2020年10月1日現在65名の弁護士任官者が全国で活躍しています。
弁護士任官Q&A(常 勤) (PDFファイル;954KB)
3 非常勤任官とは
常勤任官に対して、非常勤裁判官になることを非常勤任官といいます。「非常勤裁判官」とは、弁護士としての身分をもったまま、週1日裁判所に登庁して、民事調停又は家事調停に関し、裁判官と同等の権限をもって調停手続を主宰する者のことです。正式には、民事調停官(民事調停法第23条の2)、家事調停官(家事事件手続法第250条)といいますが、これら2つをあわせて「非常勤裁判官」という通称で呼んでいます。非常勤裁判官に対し、上記2のフルタイム勤務の裁判官を「常勤裁判官」と呼んでいます。

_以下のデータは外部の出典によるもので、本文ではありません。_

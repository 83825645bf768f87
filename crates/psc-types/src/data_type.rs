use serde::{Deserialize, Serialize};
use std::fmt;

/// The base of every [`DataType`].
#[derive(Debug, Clone, Copy, PartialEq, Eq, Hash, Serialize, Deserialize)]
#[serde(rename_all = "lowercase")]
pub enum SingleType {
    Var,
    Text,
    Char,
    Bool,
    Nr,
    Int,
}

impl SingleType {
    pub const ALL: [SingleType; 6] = [
        SingleType::Var,
        SingleType::Text,
        SingleType::Char,
        SingleType::Bool,
        SingleType::Nr,
        SingleType::Int,
    ];

    /// The keyword used in source code.
    pub fn name(self) -> &'static str {
        match self {
            SingleType::Var => "var",
            SingleType::Text => "text",
            SingleType::Char => "char",
            SingleType::Bool => "bool",
            SingleType::Nr => "nr",
            SingleType::Int => "int",
        }
    }

    /// Returns `true` if this is equal to `other` or a constraint of it,
    /// like `int` for `nr` or `char` for `text`. Everything is a `var`.
    pub fn is(self, other: SingleType) -> bool {
        self == other
            || other == SingleType::Var
            || (self == SingleType::Int && other == SingleType::Nr)
            || (self == SingleType::Char && other == SingleType::Text)
    }

    fn from_name(s: &str) -> Option<Self> {
        Self::ALL.into_iter().find(|t| t.name() == s)
    }
}

/// A single type with an optional number of array dimensions.
///
/// `int` has zero dimensions, `int[]` one, `var[][]` two.
#[derive(Debug, Clone, Copy, PartialEq, Eq, Hash, Serialize, Deserialize)]
pub struct DataType {
    pub base: SingleType,
    pub dims: u8,
}

impl DataType {
    pub const VAR: Self = Self::single(SingleType::Var);
    pub const TEXT: Self = Self::single(SingleType::Text);
    pub const CHAR: Self = Self::single(SingleType::Char);
    pub const BOOL: Self = Self::single(SingleType::Bool);
    pub const NR: Self = Self::single(SingleType::Nr);
    pub const INT: Self = Self::single(SingleType::Int);
    pub const VAR_ARRAY: Self = Self::array(SingleType::Var, 1);

    pub const fn single(base: SingleType) -> Self {
        Self { base, dims: 0 }
    }

    pub const fn array(base: SingleType, dims: u8) -> Self {
        Self { base, dims }
    }

    pub fn is_array(self) -> bool {
        self.dims > 0
    }

    /// The type of one element of this array type, `None` for single types.
    pub fn element_type(self) -> Option<DataType> {
        self.dims.checked_sub(1).map(|dims| Self::array(self.base, dims))
    }

    /// Wrap this type into one more array dimension.
    pub fn wrapped(self) -> DataType {
        Self::array(self.base, self.dims.saturating_add(1))
    }

    /// Parse a type name such as `nr` or `text[][]`.
    pub fn parse(s: &str) -> Option<Self> {
        let mut rest = s;
        let mut dims: u8 = 0;
        while let Some(stripped) = rest.strip_suffix("[]") {
            rest = stripped;
            dims = dims.checked_add(1)?;
        }
        SingleType::from_name(rest).map(|base| Self::array(base, dims))
    }
}

impl From<SingleType> for DataType {
    fn from(base: SingleType) -> Self {
        Self::single(base)
    }
}

impl fmt::Display for SingleType {
    fn fmt(&self, f: &mut fmt::Formatter<'_>) -> fmt::Result {
        f.write_str(self.name())
    }
}

impl fmt::Display for DataType {
    fn fmt(&self, f: &mut fmt::Formatter<'_>) -> fmt::Result {
        f.write_str(self.base.name())?;
        for _ in 0..self.dims {
            f.write_str("[]")?;
        }
        Ok(())
    }
}
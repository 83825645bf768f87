//! Arithmetic across value kinds.
//!
//! Only `+` and `*` look at the operand kinds; every other operator works on
//! [`Value::as_number`], so non-numeric operands quietly become NaN.

use num_traits::{Signed, ToPrimitive};

use crate::error::{ValueError, ValueResult};
use crate::number::Number;
use crate::value::Value;

/// Largest array or text a repetition may produce.
pub const MAX_REPEAT_LEN: usize = 1 << 20;

impl Value {
    /// In order of priority: array concatenation, numeric sum, append,
    /// prepend and finally text concatenation.
    pub fn add(&self, other: &Value) -> ValueResult<Value> {
        Ok(match (self, other) {
            (Value::Array(a), Value::Array(b)) => Value::Array(a.concat(b)),
            (Value::Number(a), Value::Number(b)) => Value::Number(a.add(b)?),
            (Value::Array(a), v) => Value::Array(a.append(v.clone())),
            (v, Value::Array(b)) => Value::Array(b.prepend(v.clone())),
            (a, b) => Value::Text(format!("{}{}", a.as_text(), b.as_text())),
        })
    }

    pub fn sub(&self, other: &Value) -> ValueResult<Value> {
        self.as_number().sub(&other.as_number()).map(Value::Number)
    }

    /// Array and text repetition by an integer count from either side,
    /// numeric product otherwise.
    pub fn mult(&self, other: &Value) -> ValueResult<Value> {
        match (self, other) {
            (Value::Array(a), Value::Number(Number::Int(n)))
            | (Value::Number(Number::Int(n)), Value::Array(a)) => {
                Ok(Value::Array(a.repeat(repetitions(n, a.len())?)))
            }
            (Value::Text(s), Value::Number(Number::Int(n)))
            | (Value::Number(Number::Int(n)), Value::Text(s)) => {
                Ok(Value::Text(s.repeat(repetitions(n, s.len())?)))
            }
            _ => self.as_number().mult(&other.as_number()).map(Value::Number),
        }
    }

    pub fn div(&self, other: &Value) -> ValueResult<Value> {
        self.as_number().div(&other.as_number()).map(Value::Number)
    }

    pub fn rem(&self, other: &Value) -> ValueResult<Value> {
        self.as_number().rem(&other.as_number()).map(Value::Number)
    }

    pub fn pow(&self, other: &Value) -> ValueResult<Value> {
        self.as_number().pow(&other.as_number()).map(Value::Number)
    }

    /// `self` is the degree, `other` the radicand: `2 root 9` is 3.
    pub fn root(&self, other: &Value) -> ValueResult<Value> {
        self.as_number().root(&other.as_number()).map(Value::Number)
    }

    pub fn neg(&self) -> Value {
        Value::Number(self.as_number().neg())
    }

    pub fn factorial(&self) -> ValueResult<Value> {
        self.as_number().factorial().map(Value::Number)
    }
}

/// The count `n` for repeating something of length `len`.
///
/// An empty operand repeats to an empty result for any non-negative count.
fn repetitions(n: &num_bigint::BigInt, len: usize) -> ValueResult<usize> {
    let reject = || {
        tracing::warn!(count = %n, len, "repetition rejected");
        ValueError::InvalidRepetition(n.to_string())
    };
    if n.is_negative() {
        return Err(reject());
    }
    if len == 0 {
        return Ok(0);
    }
    n.to_usize()
        .filter(|c| c.checked_mul(len).is_some_and(|total| total <= MAX_REPEAT_LEN))
        .ok_or_else(reject)
}

#[cfg(test)]
mod tests {
    use super::*;
    use crate::value::ArrayValue;

    fn arr(values: &[i64]) -> Value {
        Value::Array(ArrayValue::of(values.iter().map(|v| Value::int(*v)).collect()))
    }

    #[test]
    fn test_add_priority() {
        assert_eq!(arr(&[1, 2]).add(&Value::int(3)).unwrap(), arr(&[1, 2, 3]));
        assert_eq!(Value::int(3).add(&arr(&[1, 2])).unwrap(), arr(&[3, 1, 2]));
        assert_eq!(arr(&[1]).add(&arr(&[2])).unwrap(), arr(&[1, 2]));
        assert_eq!(
            Value::text("a").add(&Value::int(1)).unwrap(),
            Value::text("a1")
        );
        assert_eq!(Value::int(1).add(&Value::int(2)).unwrap(), Value::int(3));
        assert_eq!(
            Value::Bool(true).add(&Value::Char('!')).unwrap(),
            Value::text("true!")
        );
    }

    #[test]
    fn test_mult_repetition() {
        assert_eq!(
            arr(&[1, 2]).mult(&Value::int(3)).unwrap(),
            arr(&[1, 2, 1, 2, 1, 2])
        );
        assert_eq!(arr(&[]).mult(&Value::int(0)).unwrap(), arr(&[]));
        assert_eq!(
            Value::int(2).mult(&Value::text("ab")).unwrap(),
            Value::text("abab")
        );
        assert!(matches!(
            arr(&[1]).mult(&Value::int(-1)),
            Err(ValueError::InvalidRepetition(_))
        ));
        assert!(Value::text("ab").mult(&Value::int(1 << 40)).is_err());
    }

    #[test]
    fn test_empty_repetition_ignores_count() {
        assert_eq!(arr(&[]).mult(&Value::int(100_000_000_000)).unwrap(), arr(&[]));
        assert_eq!(
            Value::int(i64::MAX).mult(&Value::text("")).unwrap(),
            Value::text("")
        );
        assert!(matches!(
            arr(&[]).mult(&Value::int(-1)),
            Err(ValueError::InvalidRepetition(_))
        ));
    }

    #[test]
    fn test_numeric_only_operators_propagate_nan() {
        let text = Value::text("x");
        for result in [
            text.sub(&Value::int(1)),
            Value::int(1).div(&text),
            text.rem(&Value::int(2)),
            text.pow(&Value::int(2)),
            Value::int(2).root(&text),
        ] {
            assert!(result.unwrap().is_nan());
        }
    }

    #[test]
    fn test_root_operand_order() {
        assert_eq!(Value::int(2).root(&Value::int(9)).unwrap(), Value::int(3));
        assert_eq!(Value::int(3).root(&Value::int(8)).unwrap(), Value::int(2));
    }
}
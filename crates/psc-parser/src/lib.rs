//! PSC expression merger: turns one classified token line into an
//! expression tree.

pub mod ast;
mod chain;
mod merge_expr;
mod merger;

pub use merger::Merger;
use serde::{Deserialize, Serialize};
use std::fmt;

/// Source location of a token or node.
///
/// A merged line never spans more than one source line, so a span is a line
/// number plus a column range. All values are 1-based.
#[derive(Debug, Clone, Copy, PartialEq, Eq, Hash, Serialize, Deserialize)]
pub struct Span {
    pub line: u32,
    #[serde(rename = "column")]
    pub start_col: u32,
    #[serde(rename = "end_column")]
    pub end_col: u32,
}

impl Span {
    /// Create a new span.
    pub fn new(line: u32, start_col: u32, end_col: u32) -> Self {
        Self {
            line,
            start_col,
            end_col,
        }
    }

    /// Create a zero-width span at a single position.
    pub fn point(line: u32, col: u32) -> Self {
        Self::new(line, col, col)
    }

    /// Merge two spans into one that covers both.
    ///
    /// Spans of different lines keep the line of `self`.
    pub fn merge(self, other: Span) -> Span {
        if self.line != other.line {
            return self;
        }
        Span::new(
            self.line,
            self.start_col.min(other.start_col),
            self.end_col.max(other.end_col),
        )
    }
}

impl fmt::Display for Span {
    fn fmt(&self, f: &mut fmt::Formatter<'_>) -> fmt::Result {
        write!(f, "{}:{}", self.line, self.start_col)
    }
}
use crate::Span;
use serde::{Deserialize, Serialize};
use std::fmt;

/// Maximum number of errors kept by a [`Diagnostics`] collector.
pub const MAX_ERRORS: usize = 20;

/// Error category, determined by error code range.
#[derive(Debug, Clone, Copy, PartialEq, Eq, Serialize, Deserialize)]
#[serde(rename_all = "snake_case")]
pub enum ErrorCategory {
    /// Merge time: illegal token order, unmatched delimiters, limits.
    StructuralFormat,
    /// Evaluation time: an operand cannot be coerced.
    Casting,
    /// Evaluation time: the digit ceiling was exceeded.
    ArithmeticOverflow,
    /// Raised by the name-resolution collaborator.
    UndefinedReference,
    /// Raised by the call-dispatch collaborator.
    ArityMismatch,
}

/// Numeric error code (E100–E599).
#[derive(Debug, Clone, Copy, PartialEq, Eq, PartialOrd, Ord, Hash, Serialize, Deserialize)]
pub struct ErrorCode(pub u16);

impl ErrorCode {
    // ── Structural errors (E100–E199) ──
    pub const ILLEGAL_CODE_FORMAT: Self = Self(100);
    pub const UNCLOSED_BRACKET: Self = Self(101);
    pub const UNCLOSED_ARRAY: Self = Self(102);
    pub const MISSING_OPERAND: Self = Self(103);
    pub const UNEXPECTED_END: Self = Self(104);
    pub const STRUCTURAL_LIMIT_EXCEEDED: Self = Self(105);

    // ── Casting errors (E200–E299) ──
    pub const CASTING: Self = Self(200);
    pub const INVALID_DIMENSION: Self = Self(201);
    pub const INDEX_OUT_OF_BOUNDS: Self = Self(202);
    pub const INVALID_OPERAND: Self = Self(203);

    // ── Arithmetic errors (E300–E399) ──
    pub const DIGIT_LIMIT_EXCEEDED: Self = Self(300);

    // ── Undefined references (E400–E499) ──
    pub const VARIABLE_NOT_FOUND: Self = Self(400);
    pub const DEFINITION_NOT_FOUND: Self = Self(401);

    // ── Arity errors (E500–E599) ──
    pub const WRONG_ARG_COUNT: Self = Self(500);

    /// Get the category for this error code.
    pub fn category(self) -> ErrorCategory {
        match self.0 {
            100..=199 => ErrorCategory::StructuralFormat,
            200..=299 => ErrorCategory::Casting,
            300..=399 => ErrorCategory::ArithmeticOverflow,
            400..=499 => ErrorCategory::UndefinedReference,
            500..=599 => ErrorCategory::ArityMismatch,
            _ => ErrorCategory::StructuralFormat, // fallback
        }
    }
}

impl fmt::Display for ErrorCode {
    fn fmt(&self, f: &mut fmt::Formatter<'_>) -> fmt::Result {
        write!(f, "E{}", self.0)
    }
}

/// A structured error produced anywhere in the expression core.
///
/// Carries the category tag, the originating line (inside the span) and a
/// human-readable message. The driver decides whether to halt or continue.
#[derive(Debug, Clone, PartialEq, Serialize, Deserialize)]
pub struct PscError {
    /// Error code (e.g., E200).
    pub code: ErrorCode,
    /// Error category (derived from code).
    pub category: ErrorCategory,
    /// Human-readable error message.
    pub message: String,
    /// Source location.
    #[serde(flatten)]
    pub span: Span,
    /// Optional fix suggestion.
    #[serde(skip_serializing_if = "Option::is_none")]
    pub suggestion: Option<String>,
}

impl PscError {
    /// Create a new error.
    pub fn new(code: ErrorCode, message: impl Into<String>, span: Span) -> Self {
        Self {
            code,
            category: code.category(),
            message: message.into(),
            span,
            suggestion: None,
        }
    }

    /// Attach a fix suggestion.
    pub fn with_suggestion(mut self, suggestion: impl Into<String>) -> Self {
        self.suggestion = Some(suggestion.into());
        self
    }

    /// The source line this error originates from.
    pub fn line(&self) -> u32 {
        self.span.line
    }
}

impl fmt::Display for PscError {
    fn fmt(&self, f: &mut fmt::Formatter<'_>) -> fmt::Result {
        write!(
            f,
            "{}: {} [{}] {}",
            self.span, self.code, self.category, self.message
        )
    }
}

impl std::error::Error for PscError {}

impl fmt::Display for ErrorCategory {
    fn fmt(&self, f: &mut fmt::Formatter<'_>) -> fmt::Result {
        match self {
            Self::StructuralFormat => write!(f, "structural"),
            Self::Casting => write!(f, "casting"),
            Self::ArithmeticOverflow => write!(f, "arithmetic overflow"),
            Self::UndefinedReference => write!(f, "undefined reference"),
            Self::ArityMismatch => write!(f, "arity mismatch"),
        }
    }
}

/// Errors collected by a report-and-continue driver.
#[derive(Debug, Clone, Default, Serialize, Deserialize)]
pub struct Diagnostics {
    pub errors: Vec<PscError>,
    pub total_errors: usize,
}

impl Diagnostics {
    /// Create an empty collector.
    pub fn empty() -> Self {
        Self::default()
    }

    /// Check if there are any errors.
    pub fn has_errors(&self) -> bool {
        self.total_errors > 0
    }

    /// Add an error, respecting the MAX_ERRORS limit.
    pub fn push_error(&mut self, error: PscError) {
        if self.errors.len() < MAX_ERRORS {
            self.errors.push(error);
        }
        self.total_errors += 1;
    }

    /// Serialize the collected errors as JSON.
    pub fn to_json(&self) -> serde_json::Result<String> {
        serde_json::to_string(self)
    }
}

#[cfg(test)]
mod tests {
    use super::*;

    #[test]
    fn test_error_code_category() {
        assert_eq!(
            ErrorCode::ILLEGAL_CODE_FORMAT.category(),
            ErrorCategory::StructuralFormat
        );
        assert_eq!(ErrorCode::CASTING.category(), ErrorCategory::Casting);
        assert_eq!(
            ErrorCode::DIGIT_LIMIT_EXCEEDED.category(),
            ErrorCategory::ArithmeticOverflow
        );
        assert_eq!(
            ErrorCode::VARIABLE_NOT_FOUND.category(),
            ErrorCategory::UndefinedReference
        );
        assert_eq!(
            ErrorCode::WRONG_ARG_COUNT.category(),
            ErrorCategory::ArityMismatch
        );
    }

    #[test]
    fn test_error_code_display() {
        assert_eq!(format!("{}", ErrorCode::CASTING), "E200");
        assert_eq!(format!("{}", ErrorCode::ILLEGAL_CODE_FORMAT), "E100");
    }

    #[test]
    fn test_psc_error_creation() {
        let err = PscError::new(
            ErrorCode::CASTING,
            "bool cannot be casted to an int",
            Span::new(12, 5, 22),
        );
        assert_eq!(err.category, ErrorCategory::Casting);
        assert_eq!(err.line(), 12);
        assert_eq!(
            err.to_string(),
            "12:5: E200 [casting] bool cannot be casted to an int"
        );
    }

    #[test]
    fn test_psc_error_with_suggestion() {
        let err = PscError::new(ErrorCode::UNCLOSED_BRACKET, "missing ')'", Span::point(1, 1))
            .with_suggestion("close the bracket opened here");
        assert_eq!(
            err.suggestion.as_deref(),
            Some("close the bracket opened here")
        );
    }

    #[test]
    fn test_psc_error_json_round_trip() {
        let err = PscError::new(
            ErrorCode::DIGIT_LIMIT_EXCEEDED,
            "numbers cannot exceed 100 digits",
            Span::new(3, 1, 9),
        );
        let json = serde_json::to_string(&err).unwrap();
        assert!(json.contains("\"category\":\"arithmetic_overflow\""));
        assert!(json.contains("\"line\":3"));
        assert!(!json.contains("\"suggestion\""));

        let back: PscError = serde_json::from_str(&json).unwrap();
        assert_eq!(back, err);
    }

    #[test]
    fn test_diagnostics_max_limit() {
        let mut diags = Diagnostics::empty();
        for i in 0..25 {
            diags.push_error(PscError::new(
                ErrorCode::ILLEGAL_CODE_FORMAT,
                format!("Error {i}"),
                Span::point(i as u32 + 1, 1),
            ));
        }
        assert_eq!(diags.errors.len(), 20);
        assert_eq!(diags.total_errors, 25);
        assert!(diags.has_errors());
    }

    #[test]
    fn test_diagnostics_json_output() {
        let mut diags = Diagnostics::empty();
        assert!(!diags.has_errors());
        diags.push_error(PscError::new(
            ErrorCode::VARIABLE_NOT_FOUND,
            "variable 'x' not found",
            Span::point(1, 1),
        ));
        let json = diags.to_json().unwrap();
        assert!(json.contains("\"total_errors\":1"));
        assert!(json.contains("\"undefined_reference\""));
    }
}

弁護士任官Q&A(非常勤) (PDFファイル;590KB)
4 検事任官とは
2001年6月の司法制度改革審議会意見書で、「弁護士から検察官に任官する例は皆無に近いなど、人材の相互交流は極めて低調である。」(100頁)と指摘されたことを受け、日弁連と法務省が協議した結果、法務省において、「弁護士からの検事採用選考要領」 (PDFファイル;118KB)が制定されました。この選考要領に基づいて弁護士から検察官に任官することも、「弁護士任官」の一形態であり、日弁連としては、より良い検察を実現するために、会員のみなさまに対して推奨しています。
検事任官の手続の流れ
弁護士からの検事任官は、現状では、日弁連内で特別な審査を行っておらず、申込書類を法務省大臣官房人事課に、直接又は日弁連を経由して、提出していただいています。関心をお持ちの方は、日弁連法制部法制第一課までお問い合わせください。
弁護士任官等推進センターの活動
日弁連では、2002年10月に弁護士任官を推進する「弁護士任官等推進センター」を設置し、常勤任官・非常勤任官を推進するための地道な活動をしています。また、2005年から開始された弁護士職務経験制度(判事補および検事が、一定期間(原則2年)その身分を離れ、弁護士となってその職務を経験する制度)を支援する活動もしています。
主な活動内容
- ①全国各地で弁護士任官推進のための集会や懇談会を開催し、また、弁護士任官およびこれを支える体制についてのパンフレットを作成する等の広報活動を行っています。
- ②市民にとってより親しみやすく頼りがいのある弁護士が任官できるように、任官希望者を募集し、支援しています。
- ③弁護士任官した弁護士が、裁判所の中で、市民感覚を鋭く持ち続けながら実力を発揮できるように、激励をしたり、弁護士任官者相互の交流を図る機会を設けています。
- ④弁護士任官推進のための各種の仕組みづくりをしています。
- ⑤多様な弁護士の中から、市民にとって必要な人材が裁判官に採用されるように、定期的に最高裁判所と話し合いをしています。
- ⑥弁護士職務経験制度を支援するため、受入事務所を募ったり、弁護士職務経験者相互の交流を図る機会を設けています。